How will you spend your household’s new stimulus check?

Sarah Tew/CNET

Did you already get your second stimulus check? The direct payment for up to $600 per person and even more for households, has already made its way to the bank accounts and mailboxes of millions of Americans last week, with more on the way this week (here’s how to track your check). The payments come after President Donald Trump signed a $2.3 trillion omnibus spending bill on Dec. 27 that included $900 million for COVID-19 relief

The stimulus checks are arriving nine months after the passage of the CARES Act last March, which included a $1,200 check. Following a five-day delay by Trump on signing in the omnibus spending bill and calling for larger payments of $2,000, the House of Representatives passed a standalone bill to increase the $600 to that amount. The legislation, however, failed to pass the Senate. President-elect Biden says he wants to see larger checks and his stimulus plan calls for even more payments sent to Americans. 

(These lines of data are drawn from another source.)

//! Property-based tests using proptest
//!
//! These tests validate codec and event-group invariants across randomly
//! generated inputs.

#![allow(clippy::expect_used, clippy::unwrap_used)]

use eventwire::core::codec::{Deserializer, Serializer};
use eventwire::core::kind::KindWidth;
use eventwire::core::wire::{Decode, Encode};
use eventwire::protocol::event_group::GroupCodec;
use proptest::prelude::*;

eventwire::event_group! {
    pub enum Telemetry {
        Sample { id: u32, reading: f64, tags: Vec<String> },
        Batch { ids: Vec<u16>, offsets: Vec<Vec<i64>> },
        Note { text: String, urgent: bool },
    }
}

fn encode_to_vec<T: Encode + ?Sized>(value: &T) -> Vec<u8> {
    let mut buffer = vec![0u8; value.encoded_len()];
    let mut se = Serializer::new(&mut buffer);
    value.encode(&mut se).expect("Encoding into an exact-size buffer should not fail");
    assert_eq!(se.finish(), buffer.len());
    buffer
}

fn telemetry() -> impl Strategy<Value = Telemetry> {
    prop_oneof![
        (any::<u32>(), -1e9f64..1e9, prop::collection::vec(".{0,12}", 0..4)).prop_map(
            |(id, reading, tags)| Telemetry::from(Sample { id, reading, tags })
        ),
        (
            prop::collection::vec(any::<u16>(), 0..16),
            prop::collection::vec(prop::collection::vec(any::<i64>(), 0..4), 0..4)
        )
            .prop_map(|(ids, offsets)| Telemetry::from(Batch { ids, offsets })),
        (".{0,40}", any::<bool>())
            .prop_map(|(text, urgent)| Telemetry::from(Note { text, urgent })),
    ]
}

// Property: encoded_len is exact for strings of any content
proptest! {
    #[test]
    fn prop_string_encoded_len_exact(text in ".{0,200}") {
        let bytes = encode_to_vec(text.as_str());
        prop_assert_eq!(bytes.len(), 4 + text.len());
        prop_assert_eq!(&bytes[..4], &(text.len() as i32).to_le_bytes()[..]);

        let mut de = Deserializer::new(&bytes);
        prop_assert_eq!(de.deserialize_str().expect("Decoding should not fail"), text.as_str());
    }
}

// Property: integers are little-endian on the wire
proptest! {
    #[test]
    fn prop_integers_little_endian(a in any::<i64>(), b in any::<u16>()) {
        let mut buffer = [0u8; 10];
        let mut se = Serializer::new(&mut buffer);
        se.serialize_i64(a).unwrap();
        se.serialize_u16(b).unwrap();
        prop_assert_eq!(&buffer[..8], &a.to_le_bytes()[..]);
        prop_assert_eq!(&buffer[8..], &b.to_le_bytes()[..]);
    }
}

// Property: group messages decode to the value that was encoded
proptest! {
    #[test]
    fn prop_group_roundtrip(value in telemetry()) {
        let codec = GroupCodec::<Telemetry>::new().unwrap();
        let bytes = codec.to_vec(&value).expect("Serialization should not fail");
        prop_assert_eq!(bytes.len(), codec.encoded_len(&value));
        prop_assert_eq!(codec.from_bytes(&bytes).expect("Deserialization should not fail"), value);
    }
}

// Property: every strict prefix of a message fails to decode without panicking
proptest! {
    #[test]
    fn prop_truncation_is_an_error(value in telemetry(), cut in any::<prop::sample::Index>()) {
        let codec = GroupCodec::<Telemetry>::new().unwrap();
        let bytes = codec.to_vec(&value).unwrap();
        let end = cut.index(bytes.len());
        prop_assert!(codec.from_bytes(&bytes[..end]).is_err());
    }
}

// Property: arbitrary bytes never panic the decoder
proptest! {
    #[test]
    fn prop_garbage_never_panics(bytes in prop::collection::vec(any::<u8>(), 0..256)) {
        let codec = GroupCodec::<Telemetry>::new().unwrap();
        let _ = codec.from_bytes(&bytes);

        let mut de = Deserializer::new(&bytes);
        let _ = Vec::<Vec<String>>::decode(&mut de);
    }
}

// Property: the kind width is the smallest that holds the variant count
proptest! {
    #[test]
    fn prop_kind_width_minimal(count in 0usize..200_000) {
        let width = KindWidth::for_variant_count(count);
        prop_assert!(count as u64 <= width.max_kind());
        let narrower = match width {
            KindWidth::U8 => None,
            KindWidth::U16 => Some(KindWidth::U8),
            KindWidth::U32 => Some(KindWidth::U16),
            KindWidth::U64 => Some(KindWidth::U32),
        };
        if let Some(narrower) = narrower {
            prop_assert!(count as u64 > narrower.max_kind());
        }
    }
}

The second stimulus checks began hitting bank accounts on Dec. 31 and will continue processing this week. The agency has until Jan. 15 to send checks out to people who qualify for another payment (here’s who isn’t eligible). Whether you received your stimulus check or are still waiting, here are six ways to make the best use of your money. 

Take care of your immediate needs

Above all else, make sure your immediate needs are met. This includes food, monthly bills, and rent or mortgage. But before you prioritize rent over, say, food, consider that many jurisdictions, utility companies and even banks are offering relief due to the pandemic. See which programs you can take advantage of, then allocate funds accordingly. For example, a federal eviction ban until Jan. 31 is expected to be extended under President-elect Joe Biden.

Save up to pay your taxes

It’s January 2021, and it’s unlikely the IRS will postpone tax filings like it did last year. This means taxes will be due in four months. Stimulus checks will not be taxed according to the IRS, but unemployment benefits will be taxed. If you don’t need to immediately use the $600, keeping it around to help pay your taxes would be ideal.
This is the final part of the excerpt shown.